Why Python?

Python is a free, open-source, and super versatile programming language. Python can be used for nearly any programming project imaginable—from web development, to database management, to data science.

Developed in the late 1980s, Python has exploded in popularity in recent years, particularly in the data science profession. For that reason, it’s essential that you hone your Python skills for your future career.

In this program, you will be programming in Python 3. This is the latest version of the language and the one you’d be most likely to use on the job. However, Python 2 is still used, and it’s not always compatible with Python 3! You don’t need to understand all the details of this incompatibility right now. But you should know this: if you’re ever executing code that you found online and it’s not working properly, the problem could be that the code was written for Python 2. Before troubleshooting anything else, check whether the code was written for Python 2 or Python 3.

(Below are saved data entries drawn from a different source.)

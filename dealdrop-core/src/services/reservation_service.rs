// File: dealdrop-core/src/services/reservation_service.rs

use std::sync::Arc;
use tracing::{error, info, warn};
use uuid::Uuid;
use dealdrop_common::error::Error;
use dealdrop_common::models::claim::{Claim, ClaimStatus, TransitionExtra, TransitionOutcome};
use dealdrop_common::models::offer::OfferPolicy;
use dealdrop_common::models::slot::ReserveOutcome;
use dealdrop_common::traits::eligibility_traits::GeofenceCheck;
use dealdrop_common::traits::repository_traits::{
    ClaimLedgerRepository, SlotInventoryRepository,
};
use crate::clock::Clock;
use crate::config::EngineConfig;
use crate::eventbus::{DealEvent, EventBus};
use crate::services::codes;

/// One claim attempt, with the policy inputs the catalog collaborator
/// resolved for the offer.
#[derive(Debug, Clone)]
pub struct ReserveRequest {
    pub user_id: Uuid,
    pub offer_id: Uuid,
    pub slot_id: Uuid,
    pub policy: OfferPolicy,
}

/// Why a reservation was declined. These are business outcomes the caller
/// turns into user-facing messaging; none of them is an error.
#[derive(Debug, Clone, Copy, PartialEq, Eq)]
pub enum RejectReason {
    OutOfStock,
    SlotNotLive,
    PerUserLimitReached,
    CooldownActive,
    GeofenceViolation,
}

#[derive(Debug, Clone)]
pub enum ReservationOutcome {
    Reserved(Claim),
    Rejected(RejectReason),
}

#[derive(Debug, Clone)]
pub enum CancelOutcome {
    Cancelled(Claim),
    /// The claim had already reached a terminal state; nothing changed.
    AlreadyFinalized { status: ClaimStatus },
}

/// The only writer path that takes units out of a slot. Eligibility runs
/// first so a rejected request never moves the counter; the ledger insert
/// is compensated with a restock if it fails after the decrement.
pub struct ReservationService {
    inventory: Arc<dyn SlotInventoryRepository>,
    ledger: Arc<dyn ClaimLedgerRepository>,
    geofence: Arc<dyn GeofenceCheck>,
    clock: Arc<dyn Clock>,
    event_bus: Arc<EventBus>,
    config: EngineConfig,
}

impl ReservationService {
    pub fn new(
        inventory: Arc<dyn SlotInventoryRepository>,
        ledger: Arc<dyn ClaimLedgerRepository>,
        geofence: Arc<dyn GeofenceCheck>,
        clock: Arc<dyn Clock>,
        event_bus: Arc<EventBus>,
        config: EngineConfig,
    ) -> Self {
        Self {
            inventory,
            ledger,
            geofence,
            clock,
            event_bus,
            config,
        }
    }

    pub async fn reserve(&self, req: ReserveRequest) -> Result<ReservationOutcome, Error> {
        let now = self.clock.now();

        if !self.geofence.allows(req.user_id, req.offer_id).await? {
            return Ok(ReservationOutcome::Rejected(RejectReason::GeofenceViolation));
        }

        let active = self
            .ledger
            .find_active_for_user(req.user_id, req.offer_id)
            .await?;
        if active.len() as i32 >= req.policy.per_user_limit {
            return Ok(ReservationOutcome::Rejected(
                RejectReason::PerUserLimitReached,
            ));
        }

        if let Some(cooldown_minutes) = req.policy.cooldown_minutes {
            if let Some(last) = self.ledger.last_claim_at(req.user_id, req.offer_id).await? {
                if last + chrono::Duration::minutes(cooldown_minutes) > now {
                    return Ok(ReservationOutcome::Rejected(RejectReason::CooldownActive));
                }
            }
        }

        let remaining = match self.inventory.try_reserve(req.slot_id, 1, now).await? {
            ReserveOutcome::Reserved { remaining } => remaining,
            ReserveOutcome::OutOfStock => {
                return Ok(ReservationOutcome::Rejected(RejectReason::OutOfStock));
            }
            ReserveOutcome::SlotNotLive => {
                return Ok(ReservationOutcome::Rejected(RejectReason::SlotNotLive));
            }
        };

        // The unit is ours from here on. Anything that fails before the
        // ledger insert commits must put it back.
        let pair = match codes::generate_code_pair(self.ledger.as_ref()).await {
            Ok(pair) => pair,
            Err(e) => {
                self.compensate(req.slot_id).await;
                return Err(e);
            }
        };

        let claim = Claim::new(
            req.user_id,
            req.offer_id,
            req.slot_id,
            pair.qr_token,
            pair.six_code,
            now,
            now + self.config.reservation_ttl(),
        );

        if let Err(e) = self.ledger.insert_claim(&claim).await {
            warn!(
                "Ledger insert failed for claim {} on slot {}; restocking: {:?}",
                claim.claim_id, req.slot_id, e
            );
            self.compensate(req.slot_id).await;
            return Err(e);
        }

        info!(
            "Reserved claim {} for user {} on slot {} (remaining={})",
            claim.claim_id, req.user_id, req.slot_id, remaining
        );

        self.event_bus
            .publish(DealEvent::ClaimReserved {
                claim_id: claim.claim_id,
                user_id: claim.user_id,
                offer_id: claim.offer_id,
                slot_id: claim.slot_id,
                expires_at: claim.expires_at,
            })
            .await;

        if remaining <= self.config.low_stock_threshold {
            self.event_bus
                .publish(DealEvent::SlotLowStock {
                    slot_id: req.slot_id,
                    offer_id: req.offer_id,
                    remaining,
                })
                .await;
        }

        Ok(ReservationOutcome::Reserved(claim))
    }

    /// Explicit user/merchant cancellation. Uses the same guarded
    /// transition + restock path as expiry, so a claim can never be both
    /// cancelled and redeemed, and a unit is returned at most once.
    pub async fn cancel(&self, claim_id: Uuid) -> Result<CancelOutcome, Error> {
        let now = self.clock.now();

        let outcome = self
            .ledger
            .transition(
                claim_id,
                ClaimStatus::Reserved,
                ClaimStatus::Cancelled,
                TransitionExtra::default(),
            )
            .await?;

        match outcome {
            TransitionOutcome::Applied(claim) => {
                if let Err(e) = self.inventory.restock(claim.slot_id, 1).await {
                    error!(
                        "Failed to restock slot {} after cancelling claim {}: {:?}",
                        claim.slot_id, claim_id, e
                    );
                }
                self.event_bus
                    .publish(DealEvent::ClaimCancelled {
                        claim_id,
                        slot_id: claim.slot_id,
                        cancelled_at: now,
                    })
                    .await;
                Ok(CancelOutcome::Cancelled(claim))
            }
            TransitionOutcome::Conflict { actual } => {
                Ok(CancelOutcome::AlreadyFinalized { status: actual })
            }
        }
    }

    /// Put a unit back after a post-decrement failure. Phantom oversell
    /// protection: losing this restock would silently shrink the slot.
    async fn compensate(&self, slot_id: Uuid) {
        if let Err(e) = self.inventory.restock(slot_id, 1).await {
            error!(
                "COMPENSATION FAILED: slot {} is short one unit: {:?}",
                slot_id, e
            );
        }
    }
}
// File: dealdrop-core/tests/scenario_tests.rs
//
// End-to-end walk through a full flash-drop lifecycle: two users race for
// the last unit, the winner sits on the reservation until it lapses, the
// sweep returns the unit, and the loser claims and redeems it.

use chrono::{Duration, Utc};
use uuid::Uuid;

use dealdrop_common::models::claim::ClaimStatus;
use dealdrop_common::models::offer::OfferPolicy;
use dealdrop_common::traits::repository_traits::{
    ClaimLedgerRepository, SlotInventoryRepository,
};
use dealdrop_core::Clock;
use dealdrop_core::Error;
use dealdrop_core::services::{
    RedeemRejectReason, RedemptionOutcome, RejectReason, ReservationOutcome, ReserveRequest,
};
use dealdrop_core::test_utils::helpers::EngineHarness;

fn request(fx_slot: (Uuid, Uuid), user_id: Uuid) -> ReserveRequest {
    ReserveRequest {
        user_id,
        offer_id: fx_slot.1,
        slot_id: fx_slot.0,
        policy: OfferPolicy::default(),
    }
}

#[tokio::test]
async fn flash_drop_full_lifecycle() -> Result<(), Error> {
    let fx = EngineHarness::new(Utc::now());
    let slot = fx.seed_flash_slot(1).await?;
    let key = (slot.slot_id, slot.offer_id);

    let user_a = Uuid::new_v4();
    let user_b = Uuid::new_v4();

    // Both users go for the single unit.
    let (a, b) = tokio::join!(
        fx.reservations.reserve(request(key, user_a)),
        fx.reservations.reserve(request(key, user_b)),
    );
    let (a, b) = (a?, b?);

    let (winner_claim, loser_user) = match (a, b) {
        (ReservationOutcome::Reserved(claim), ReservationOutcome::Rejected(reason)) => {
            assert_eq!(reason, RejectReason::OutOfStock);
            (claim, user_b)
        }
        (ReservationOutcome::Rejected(reason), ReservationOutcome::Reserved(claim)) => {
            assert_eq!(reason, RejectReason::OutOfStock);
            (claim, user_a)
        }
        other => panic!("exactly one reservation should win, got {:?}", other),
    };

    let drained = fx.inventory.get_slot(slot.slot_id).await?.unwrap();
    assert_eq!(drained.qty_remaining, 0);

    // The winner never shows up. Their reservation lapses...
    fx.clock
        .advance(fx.config.reservation_ttl() + Duration::minutes(1));
    let summary = fx.reaper.sweep(fx.clock.now()).await?;
    assert_eq!(summary.expired, 1);
    assert_eq!(summary.restocked, 1);

    let expired = fx.ledger.get_claim(winner_claim.claim_id).await?.unwrap();
    assert_eq!(expired.status, ClaimStatus::Expired);

    // ...and the expired codes are dead.
    let dead_code = fx
        .redemptions
        .redeem(&winner_claim.six_code, Uuid::new_v4(), None)
        .await?;
    assert!(matches!(
        dead_code,
        RedemptionOutcome::Rejected(RedeemRejectReason::AlreadyUsed)
    ));

    // The loser now gets the restocked unit.
    let retry = fx.reservations.reserve(request(key, loser_user)).await?;
    let ReservationOutcome::Reserved(claim_b) = retry else {
        panic!("restocked unit should be claimable, got {:?}", retry);
    };

    // And redeems it, once.
    let staff = Uuid::new_v4();
    let redeemed = fx.redemptions.redeem(&claim_b.qr_token, staff, Some(42.0)).await?;
    let RedemptionOutcome::Redeemed(final_claim) = redeemed else {
        panic!("redemption should succeed, got {:?}", redeemed);
    };
    assert_eq!(final_claim.staff_id, Some(staff));

    let replay = fx.redemptions.redeem(&claim_b.qr_token, staff, None).await?;
    assert!(matches!(
        replay,
        RedemptionOutcome::Rejected(RedeemRejectReason::AlreadyUsed)
    ));

    // Inventory stays spent: redemption never restocks.
    let final_slot = fx.inventory.get_slot(slot.slot_id).await?.unwrap();
    assert_eq!(final_slot.qty_remaining, 0);
    Ok(())
}

#[tokio::test]
async fn per_user_limit_is_enforced_through_the_full_stack() -> Result<(), Error> {
    let fx = EngineHarness::new(Utc::now());
    let slot = fx.seed_flash_slot(10).await?;
    let key = (slot.slot_id, slot.offer_id);
    let user = Uuid::new_v4();

    let first = fx.reservations.reserve(request(key, user)).await?;
    let ReservationOutcome::Reserved(claim) = first else {
        panic!("first reserve should succeed");
    };

    let second = fx.reservations.reserve(request(key, user)).await?;
    assert!(matches!(
        second,
        ReservationOutcome::Rejected(RejectReason::PerUserLimitReached)
    ));

    // Redeemed claims still count toward the limit; only cancellation or
    // expiry frees the user's slot.
    fx.redemptions
        .redeem(&claim.six_code, Uuid::new_v4(), None)
        .await?;
    let third = fx.reservations.reserve(request(key, user)).await?;
    assert!(matches!(
        third,
        ReservationOutcome::Rejected(RejectReason::PerUserLimitReached)
    ));

    // A cancelled claim does free it.
    let other_user = Uuid::new_v4();
    let ReservationOutcome::Reserved(cancellable) =
        fx.reservations.reserve(request(key, other_user)).await?
    else {
        panic!("fresh user should be able to reserve");
    };
    fx.reservations.cancel(cancellable.claim_id).await?;
    let after_cancel = fx.reservations.reserve(request(key, other_user)).await?;
    assert!(matches!(after_cancel, ReservationOutcome::Reserved(_)));
    Ok(())
}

The Python Standard Library functions

A feature of modern programming languages is a library of standard functions built-in. This allows users to work with a set of standard, well-tested and optimised functions for performing common tasks rather than writing our own. The use of libraries results in more efficient programs written in less time.

Python has a substantial standard library where a slue of pre-built functions are available for use upon installation. An example of a function provided in the standard library is type() this function returns the data type of the input object to the user. Functions with similar purposes are organized into Modules. For example the Standard Python Library contains the math module which contains the following types of mathematical functions and constants:

The list above is a tiny sampling of the functions available in the math module and there are many more modules as well in the standard Python library. It is good to familiarize yourself with the functions available, spend some time reviewing the documentation and using the base Python functions.

Other libraries - Modules and Packages

As we mentioned earlier because Python is Open-Source and has a large and ever-growing user base, there are thousands of libraries that have been developed and contributed to the community of Python users like you. These libraries are often developed around solving specialized problems and commonly referred to as packages or modules. When developing programs
if there is a no standard library module for a problem you are trying to solve, search online for a module before implementing your own. There is a wide range of Python libraries available for specialised problems.

Check out the Python Package Index (PyPI), a repository of software for Python. Search for different libraries — you’ll find software to help you with everything from sending emails to composing music.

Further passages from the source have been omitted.